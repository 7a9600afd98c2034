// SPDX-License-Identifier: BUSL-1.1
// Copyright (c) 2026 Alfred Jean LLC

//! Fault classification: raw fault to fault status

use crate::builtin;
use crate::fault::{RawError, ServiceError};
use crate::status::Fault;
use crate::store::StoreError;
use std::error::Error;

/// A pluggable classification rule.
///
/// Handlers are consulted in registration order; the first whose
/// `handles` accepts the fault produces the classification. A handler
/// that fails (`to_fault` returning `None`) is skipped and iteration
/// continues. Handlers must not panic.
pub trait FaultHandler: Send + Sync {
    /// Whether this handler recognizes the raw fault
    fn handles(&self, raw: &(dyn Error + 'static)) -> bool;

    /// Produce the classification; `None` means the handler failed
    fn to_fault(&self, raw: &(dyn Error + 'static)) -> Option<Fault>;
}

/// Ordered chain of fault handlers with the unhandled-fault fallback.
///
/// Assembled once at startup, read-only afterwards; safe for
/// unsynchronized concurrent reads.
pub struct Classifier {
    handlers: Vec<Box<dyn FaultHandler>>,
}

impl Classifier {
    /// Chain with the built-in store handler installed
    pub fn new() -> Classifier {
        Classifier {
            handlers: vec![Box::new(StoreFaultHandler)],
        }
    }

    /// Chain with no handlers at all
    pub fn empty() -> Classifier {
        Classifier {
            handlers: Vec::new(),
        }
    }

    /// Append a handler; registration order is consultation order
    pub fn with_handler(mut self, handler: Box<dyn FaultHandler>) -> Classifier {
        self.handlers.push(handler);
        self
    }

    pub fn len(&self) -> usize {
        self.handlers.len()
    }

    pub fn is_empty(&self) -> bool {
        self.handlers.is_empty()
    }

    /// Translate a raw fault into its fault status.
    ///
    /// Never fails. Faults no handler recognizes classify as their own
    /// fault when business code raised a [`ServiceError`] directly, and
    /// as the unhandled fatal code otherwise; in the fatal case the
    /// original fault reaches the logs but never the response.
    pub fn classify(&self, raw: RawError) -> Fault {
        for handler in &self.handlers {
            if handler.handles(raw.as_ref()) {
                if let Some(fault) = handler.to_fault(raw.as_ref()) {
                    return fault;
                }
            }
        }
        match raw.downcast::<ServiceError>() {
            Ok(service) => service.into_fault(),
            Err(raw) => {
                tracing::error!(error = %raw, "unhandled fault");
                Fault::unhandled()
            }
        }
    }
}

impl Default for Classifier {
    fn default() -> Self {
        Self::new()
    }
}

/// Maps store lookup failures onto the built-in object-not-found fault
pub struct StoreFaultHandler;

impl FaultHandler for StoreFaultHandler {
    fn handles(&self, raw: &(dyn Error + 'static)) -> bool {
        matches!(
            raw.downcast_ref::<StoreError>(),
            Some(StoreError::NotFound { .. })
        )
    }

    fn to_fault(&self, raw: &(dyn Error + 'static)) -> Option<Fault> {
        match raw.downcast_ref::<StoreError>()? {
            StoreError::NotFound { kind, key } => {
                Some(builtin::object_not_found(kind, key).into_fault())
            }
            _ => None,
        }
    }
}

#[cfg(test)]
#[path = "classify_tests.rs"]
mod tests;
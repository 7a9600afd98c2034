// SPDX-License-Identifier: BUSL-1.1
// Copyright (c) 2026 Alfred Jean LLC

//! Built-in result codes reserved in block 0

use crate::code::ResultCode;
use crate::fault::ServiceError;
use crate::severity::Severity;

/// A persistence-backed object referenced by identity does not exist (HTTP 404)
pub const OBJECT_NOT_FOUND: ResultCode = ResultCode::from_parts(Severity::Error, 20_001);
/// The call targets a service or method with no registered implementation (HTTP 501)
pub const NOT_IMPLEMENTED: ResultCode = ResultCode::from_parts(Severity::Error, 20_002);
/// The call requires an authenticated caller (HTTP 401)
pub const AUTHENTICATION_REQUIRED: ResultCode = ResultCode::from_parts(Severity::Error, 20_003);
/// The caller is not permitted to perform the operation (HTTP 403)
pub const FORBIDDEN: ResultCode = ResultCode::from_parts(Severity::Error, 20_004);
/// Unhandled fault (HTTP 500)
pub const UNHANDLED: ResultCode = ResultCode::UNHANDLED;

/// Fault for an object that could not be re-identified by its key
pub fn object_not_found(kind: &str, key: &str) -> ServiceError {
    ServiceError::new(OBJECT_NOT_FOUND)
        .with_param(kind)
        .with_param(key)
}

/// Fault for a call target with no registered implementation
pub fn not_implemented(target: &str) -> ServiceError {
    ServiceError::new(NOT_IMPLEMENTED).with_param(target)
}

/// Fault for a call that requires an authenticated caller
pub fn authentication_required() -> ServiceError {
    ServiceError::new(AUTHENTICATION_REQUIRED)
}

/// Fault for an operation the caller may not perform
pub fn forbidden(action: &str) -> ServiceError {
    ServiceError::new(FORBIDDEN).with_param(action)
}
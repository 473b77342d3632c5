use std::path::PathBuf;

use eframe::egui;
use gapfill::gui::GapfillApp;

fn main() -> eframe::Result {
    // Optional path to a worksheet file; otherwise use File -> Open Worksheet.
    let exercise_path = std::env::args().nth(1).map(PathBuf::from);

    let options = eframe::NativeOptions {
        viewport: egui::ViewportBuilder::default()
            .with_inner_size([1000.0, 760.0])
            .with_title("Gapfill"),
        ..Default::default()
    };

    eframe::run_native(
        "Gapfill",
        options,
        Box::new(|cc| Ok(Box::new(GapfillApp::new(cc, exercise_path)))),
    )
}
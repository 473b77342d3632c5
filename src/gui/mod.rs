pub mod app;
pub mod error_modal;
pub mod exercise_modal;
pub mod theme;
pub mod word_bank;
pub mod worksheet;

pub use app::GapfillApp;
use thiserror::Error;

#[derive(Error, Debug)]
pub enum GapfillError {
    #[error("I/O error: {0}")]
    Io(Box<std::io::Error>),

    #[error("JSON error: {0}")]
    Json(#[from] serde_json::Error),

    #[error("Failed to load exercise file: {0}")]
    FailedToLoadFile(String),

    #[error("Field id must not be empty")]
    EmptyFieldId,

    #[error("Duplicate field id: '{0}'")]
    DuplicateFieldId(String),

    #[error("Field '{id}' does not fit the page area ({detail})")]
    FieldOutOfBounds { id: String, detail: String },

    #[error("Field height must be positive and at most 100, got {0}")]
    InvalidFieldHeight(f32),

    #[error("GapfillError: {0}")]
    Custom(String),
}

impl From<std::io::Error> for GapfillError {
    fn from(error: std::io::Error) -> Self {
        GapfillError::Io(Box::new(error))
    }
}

• _Task requirements_:
Take the lines from the first line of the listing to the line containing "the first whose". Please print them exactly, ends included, with nothing else.

• _Task answer_:
repository 7a9600afd98c2034
// SPDX-License-Identifier: BUSL-1.1
// Copyright (c) 2026 Alfred Jean LLC

//! Fault classification: raw fault to fault status

use crate::builtin;
use crate::fault::{RawError, ServiceError};
use crate::status::Fault;
use crate::store::StoreError;
use std::error::Error;

/// A pluggable classification rule.
///
/// Handlers are consulted in registration order; the first whose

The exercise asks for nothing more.